● TASK INSTRUCTIONS
Show the lines of the material that contain the word "derive".
────────────────
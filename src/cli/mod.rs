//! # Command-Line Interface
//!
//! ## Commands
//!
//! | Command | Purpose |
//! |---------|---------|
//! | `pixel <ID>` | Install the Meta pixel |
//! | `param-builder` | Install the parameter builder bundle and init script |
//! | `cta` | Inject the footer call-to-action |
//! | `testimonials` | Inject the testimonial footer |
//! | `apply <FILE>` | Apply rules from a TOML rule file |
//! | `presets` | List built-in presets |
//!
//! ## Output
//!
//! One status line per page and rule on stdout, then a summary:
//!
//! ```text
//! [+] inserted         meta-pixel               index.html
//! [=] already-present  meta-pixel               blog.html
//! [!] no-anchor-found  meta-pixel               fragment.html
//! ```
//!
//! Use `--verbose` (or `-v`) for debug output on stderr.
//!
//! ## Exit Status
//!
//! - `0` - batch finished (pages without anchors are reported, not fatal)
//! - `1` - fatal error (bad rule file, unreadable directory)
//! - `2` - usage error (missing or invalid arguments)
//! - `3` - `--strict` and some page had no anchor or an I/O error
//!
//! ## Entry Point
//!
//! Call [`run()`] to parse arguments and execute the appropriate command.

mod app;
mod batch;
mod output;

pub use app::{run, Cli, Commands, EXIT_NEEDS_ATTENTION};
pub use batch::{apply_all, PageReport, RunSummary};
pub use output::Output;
────────────────
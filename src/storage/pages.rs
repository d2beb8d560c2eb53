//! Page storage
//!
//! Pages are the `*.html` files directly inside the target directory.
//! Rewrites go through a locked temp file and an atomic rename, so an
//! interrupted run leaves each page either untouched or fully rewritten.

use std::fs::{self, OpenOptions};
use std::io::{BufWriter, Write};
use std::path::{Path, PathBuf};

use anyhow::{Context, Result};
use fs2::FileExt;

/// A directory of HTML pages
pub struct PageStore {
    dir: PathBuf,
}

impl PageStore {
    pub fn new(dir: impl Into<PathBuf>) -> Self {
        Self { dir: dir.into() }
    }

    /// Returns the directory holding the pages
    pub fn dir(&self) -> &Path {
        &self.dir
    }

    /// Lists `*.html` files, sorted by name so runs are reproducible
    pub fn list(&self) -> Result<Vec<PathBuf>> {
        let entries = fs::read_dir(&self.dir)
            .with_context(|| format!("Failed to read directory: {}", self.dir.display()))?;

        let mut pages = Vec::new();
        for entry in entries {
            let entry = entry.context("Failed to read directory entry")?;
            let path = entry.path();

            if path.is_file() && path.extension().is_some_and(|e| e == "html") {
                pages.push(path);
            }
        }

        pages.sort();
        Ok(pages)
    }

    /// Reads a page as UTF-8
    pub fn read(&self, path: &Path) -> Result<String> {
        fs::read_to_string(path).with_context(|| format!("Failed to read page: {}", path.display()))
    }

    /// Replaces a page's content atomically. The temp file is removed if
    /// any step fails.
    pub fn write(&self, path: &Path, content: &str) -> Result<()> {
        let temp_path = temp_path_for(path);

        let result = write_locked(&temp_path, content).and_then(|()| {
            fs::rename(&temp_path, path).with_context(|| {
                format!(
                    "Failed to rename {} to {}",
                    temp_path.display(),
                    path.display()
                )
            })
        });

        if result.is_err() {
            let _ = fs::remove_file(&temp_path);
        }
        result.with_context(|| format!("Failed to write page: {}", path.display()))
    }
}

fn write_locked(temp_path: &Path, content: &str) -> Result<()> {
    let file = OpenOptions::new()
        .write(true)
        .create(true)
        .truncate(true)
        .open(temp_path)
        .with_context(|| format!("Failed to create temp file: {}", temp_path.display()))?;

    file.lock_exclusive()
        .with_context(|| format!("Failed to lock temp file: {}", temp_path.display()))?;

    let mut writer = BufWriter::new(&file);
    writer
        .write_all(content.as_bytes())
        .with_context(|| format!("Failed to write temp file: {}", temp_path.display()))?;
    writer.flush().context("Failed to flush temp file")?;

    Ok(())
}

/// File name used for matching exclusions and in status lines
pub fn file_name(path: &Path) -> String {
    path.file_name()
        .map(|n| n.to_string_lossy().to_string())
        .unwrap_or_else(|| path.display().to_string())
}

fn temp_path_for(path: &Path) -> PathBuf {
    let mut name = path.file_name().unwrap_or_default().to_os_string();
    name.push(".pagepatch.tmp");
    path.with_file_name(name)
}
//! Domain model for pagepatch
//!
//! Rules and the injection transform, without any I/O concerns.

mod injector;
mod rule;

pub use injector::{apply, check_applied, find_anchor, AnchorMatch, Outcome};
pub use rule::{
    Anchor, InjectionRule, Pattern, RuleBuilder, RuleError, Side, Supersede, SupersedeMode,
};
────────────────
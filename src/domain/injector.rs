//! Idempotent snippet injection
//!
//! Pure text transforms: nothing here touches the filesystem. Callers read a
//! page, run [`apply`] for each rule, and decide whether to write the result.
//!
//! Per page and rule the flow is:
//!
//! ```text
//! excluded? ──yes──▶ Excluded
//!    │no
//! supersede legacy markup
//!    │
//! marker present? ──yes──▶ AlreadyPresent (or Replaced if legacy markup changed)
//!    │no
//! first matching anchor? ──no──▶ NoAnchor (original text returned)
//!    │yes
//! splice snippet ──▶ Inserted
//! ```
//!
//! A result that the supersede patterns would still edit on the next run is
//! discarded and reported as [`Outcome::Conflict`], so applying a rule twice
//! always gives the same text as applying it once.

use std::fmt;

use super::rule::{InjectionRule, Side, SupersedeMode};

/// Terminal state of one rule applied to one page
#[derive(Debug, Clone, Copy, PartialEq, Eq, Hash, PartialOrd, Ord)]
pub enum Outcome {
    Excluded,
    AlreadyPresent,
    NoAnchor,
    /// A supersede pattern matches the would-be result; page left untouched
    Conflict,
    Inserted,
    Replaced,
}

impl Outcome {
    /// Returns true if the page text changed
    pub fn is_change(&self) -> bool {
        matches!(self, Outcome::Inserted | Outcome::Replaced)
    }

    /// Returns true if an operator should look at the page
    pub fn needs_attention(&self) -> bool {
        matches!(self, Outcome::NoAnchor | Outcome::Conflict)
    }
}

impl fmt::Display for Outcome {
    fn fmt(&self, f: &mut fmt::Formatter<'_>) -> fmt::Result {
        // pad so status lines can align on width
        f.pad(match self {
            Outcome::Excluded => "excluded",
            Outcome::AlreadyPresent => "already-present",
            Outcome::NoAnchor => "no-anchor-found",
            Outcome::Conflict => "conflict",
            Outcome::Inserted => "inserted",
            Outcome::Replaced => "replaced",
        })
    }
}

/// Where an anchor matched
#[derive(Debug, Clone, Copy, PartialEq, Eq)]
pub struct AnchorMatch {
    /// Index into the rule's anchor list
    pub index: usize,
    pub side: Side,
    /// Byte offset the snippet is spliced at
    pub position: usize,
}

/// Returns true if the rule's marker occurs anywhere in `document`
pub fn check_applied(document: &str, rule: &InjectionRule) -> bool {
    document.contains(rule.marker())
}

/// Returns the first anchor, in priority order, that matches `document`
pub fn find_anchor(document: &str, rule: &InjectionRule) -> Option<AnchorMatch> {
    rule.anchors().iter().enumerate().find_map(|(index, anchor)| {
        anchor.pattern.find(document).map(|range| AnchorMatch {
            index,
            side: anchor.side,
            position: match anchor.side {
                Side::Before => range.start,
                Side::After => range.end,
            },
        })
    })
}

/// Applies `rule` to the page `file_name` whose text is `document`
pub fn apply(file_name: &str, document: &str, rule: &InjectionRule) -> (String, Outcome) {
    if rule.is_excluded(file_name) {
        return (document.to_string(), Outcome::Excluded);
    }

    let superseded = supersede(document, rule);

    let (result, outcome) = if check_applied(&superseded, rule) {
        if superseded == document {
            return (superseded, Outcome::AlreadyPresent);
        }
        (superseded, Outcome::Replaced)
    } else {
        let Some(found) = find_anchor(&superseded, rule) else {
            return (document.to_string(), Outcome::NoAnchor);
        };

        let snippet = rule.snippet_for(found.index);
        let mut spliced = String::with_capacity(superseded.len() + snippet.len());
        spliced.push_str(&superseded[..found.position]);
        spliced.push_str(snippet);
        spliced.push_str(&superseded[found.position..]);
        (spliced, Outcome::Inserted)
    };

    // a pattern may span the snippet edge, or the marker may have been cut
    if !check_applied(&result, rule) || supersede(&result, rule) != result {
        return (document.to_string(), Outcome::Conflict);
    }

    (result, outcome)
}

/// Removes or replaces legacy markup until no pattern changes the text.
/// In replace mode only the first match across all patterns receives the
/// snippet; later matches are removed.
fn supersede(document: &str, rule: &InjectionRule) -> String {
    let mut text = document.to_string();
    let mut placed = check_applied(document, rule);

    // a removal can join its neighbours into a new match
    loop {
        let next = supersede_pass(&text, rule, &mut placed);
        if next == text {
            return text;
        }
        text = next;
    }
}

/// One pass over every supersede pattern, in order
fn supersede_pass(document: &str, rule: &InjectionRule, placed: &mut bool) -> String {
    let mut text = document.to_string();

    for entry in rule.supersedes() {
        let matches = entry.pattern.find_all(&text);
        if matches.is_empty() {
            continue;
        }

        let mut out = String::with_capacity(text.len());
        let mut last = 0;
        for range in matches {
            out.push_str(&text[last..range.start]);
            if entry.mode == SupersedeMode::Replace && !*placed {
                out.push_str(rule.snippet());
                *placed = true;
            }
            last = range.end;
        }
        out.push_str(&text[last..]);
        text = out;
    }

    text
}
────────────────
● EXERCISE OUTPUT
#[derive(Debug, Clone, Copy, PartialEq, Eq, Hash, PartialOrd, Ord)]
#[derive(Debug, Clone, Copy, PartialEq, Eq)]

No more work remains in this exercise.